■ REQUIREMENT ■
Scan the material for the word "StreamDecoder" and return every matching line.

** Opening RECORDED INFORMATION block **

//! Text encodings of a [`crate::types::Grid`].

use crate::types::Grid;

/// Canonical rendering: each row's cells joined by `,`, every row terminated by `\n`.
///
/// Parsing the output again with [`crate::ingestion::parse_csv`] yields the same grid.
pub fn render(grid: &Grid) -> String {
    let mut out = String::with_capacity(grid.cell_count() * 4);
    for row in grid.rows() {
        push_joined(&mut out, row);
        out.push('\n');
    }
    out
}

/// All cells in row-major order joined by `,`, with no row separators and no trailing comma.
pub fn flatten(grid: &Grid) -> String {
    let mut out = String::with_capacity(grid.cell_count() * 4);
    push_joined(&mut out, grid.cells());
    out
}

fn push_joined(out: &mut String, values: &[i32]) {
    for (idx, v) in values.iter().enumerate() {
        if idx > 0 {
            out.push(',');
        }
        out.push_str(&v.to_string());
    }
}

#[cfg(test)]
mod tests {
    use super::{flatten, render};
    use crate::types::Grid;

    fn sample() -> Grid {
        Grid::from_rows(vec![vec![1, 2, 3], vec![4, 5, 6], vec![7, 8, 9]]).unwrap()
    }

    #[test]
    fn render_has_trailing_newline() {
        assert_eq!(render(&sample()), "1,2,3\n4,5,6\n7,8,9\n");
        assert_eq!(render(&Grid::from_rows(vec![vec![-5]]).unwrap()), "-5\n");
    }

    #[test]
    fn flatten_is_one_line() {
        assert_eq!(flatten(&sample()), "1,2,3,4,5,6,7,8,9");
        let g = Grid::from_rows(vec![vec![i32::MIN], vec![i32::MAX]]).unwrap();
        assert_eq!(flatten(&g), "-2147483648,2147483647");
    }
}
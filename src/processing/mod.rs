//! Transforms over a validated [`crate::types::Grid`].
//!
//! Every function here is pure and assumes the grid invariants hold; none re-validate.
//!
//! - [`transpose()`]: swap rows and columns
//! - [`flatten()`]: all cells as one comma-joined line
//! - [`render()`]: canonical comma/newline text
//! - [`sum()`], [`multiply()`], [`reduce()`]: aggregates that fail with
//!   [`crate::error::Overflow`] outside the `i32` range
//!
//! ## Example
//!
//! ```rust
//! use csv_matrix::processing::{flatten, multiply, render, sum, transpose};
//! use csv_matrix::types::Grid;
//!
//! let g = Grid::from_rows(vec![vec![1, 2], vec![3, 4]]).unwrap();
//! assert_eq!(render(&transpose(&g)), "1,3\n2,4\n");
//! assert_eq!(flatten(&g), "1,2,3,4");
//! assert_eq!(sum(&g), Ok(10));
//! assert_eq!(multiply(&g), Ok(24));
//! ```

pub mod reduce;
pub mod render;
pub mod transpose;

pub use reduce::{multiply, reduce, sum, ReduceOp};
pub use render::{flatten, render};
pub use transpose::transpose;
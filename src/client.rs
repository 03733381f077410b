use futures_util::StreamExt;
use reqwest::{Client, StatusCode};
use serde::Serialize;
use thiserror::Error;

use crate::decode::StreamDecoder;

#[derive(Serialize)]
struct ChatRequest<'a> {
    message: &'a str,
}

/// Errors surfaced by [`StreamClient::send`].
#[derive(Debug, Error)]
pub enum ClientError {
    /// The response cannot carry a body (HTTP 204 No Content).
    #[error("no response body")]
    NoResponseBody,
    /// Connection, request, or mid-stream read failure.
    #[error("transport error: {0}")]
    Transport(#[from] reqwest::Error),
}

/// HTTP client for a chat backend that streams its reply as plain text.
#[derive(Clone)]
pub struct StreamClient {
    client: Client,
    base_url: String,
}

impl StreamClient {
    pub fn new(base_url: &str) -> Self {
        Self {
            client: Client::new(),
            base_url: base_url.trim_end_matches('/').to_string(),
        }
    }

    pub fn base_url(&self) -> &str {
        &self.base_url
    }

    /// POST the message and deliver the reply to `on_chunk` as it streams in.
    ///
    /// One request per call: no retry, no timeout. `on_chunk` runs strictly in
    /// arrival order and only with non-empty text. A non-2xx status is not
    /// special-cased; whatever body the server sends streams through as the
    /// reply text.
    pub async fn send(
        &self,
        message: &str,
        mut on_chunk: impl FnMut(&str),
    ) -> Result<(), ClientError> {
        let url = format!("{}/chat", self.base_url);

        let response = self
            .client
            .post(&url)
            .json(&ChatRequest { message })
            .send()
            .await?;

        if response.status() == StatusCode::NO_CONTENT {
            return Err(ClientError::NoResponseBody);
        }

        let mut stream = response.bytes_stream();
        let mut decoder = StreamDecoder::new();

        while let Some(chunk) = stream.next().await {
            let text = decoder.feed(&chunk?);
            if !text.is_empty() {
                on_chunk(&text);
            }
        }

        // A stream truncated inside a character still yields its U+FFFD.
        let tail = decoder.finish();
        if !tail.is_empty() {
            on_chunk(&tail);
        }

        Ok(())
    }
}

** Closing RECORDED INFORMATION block **

■ REPLY TO THE TASK ■
use crate::decode::StreamDecoder;
        let mut decoder = StreamDecoder::new();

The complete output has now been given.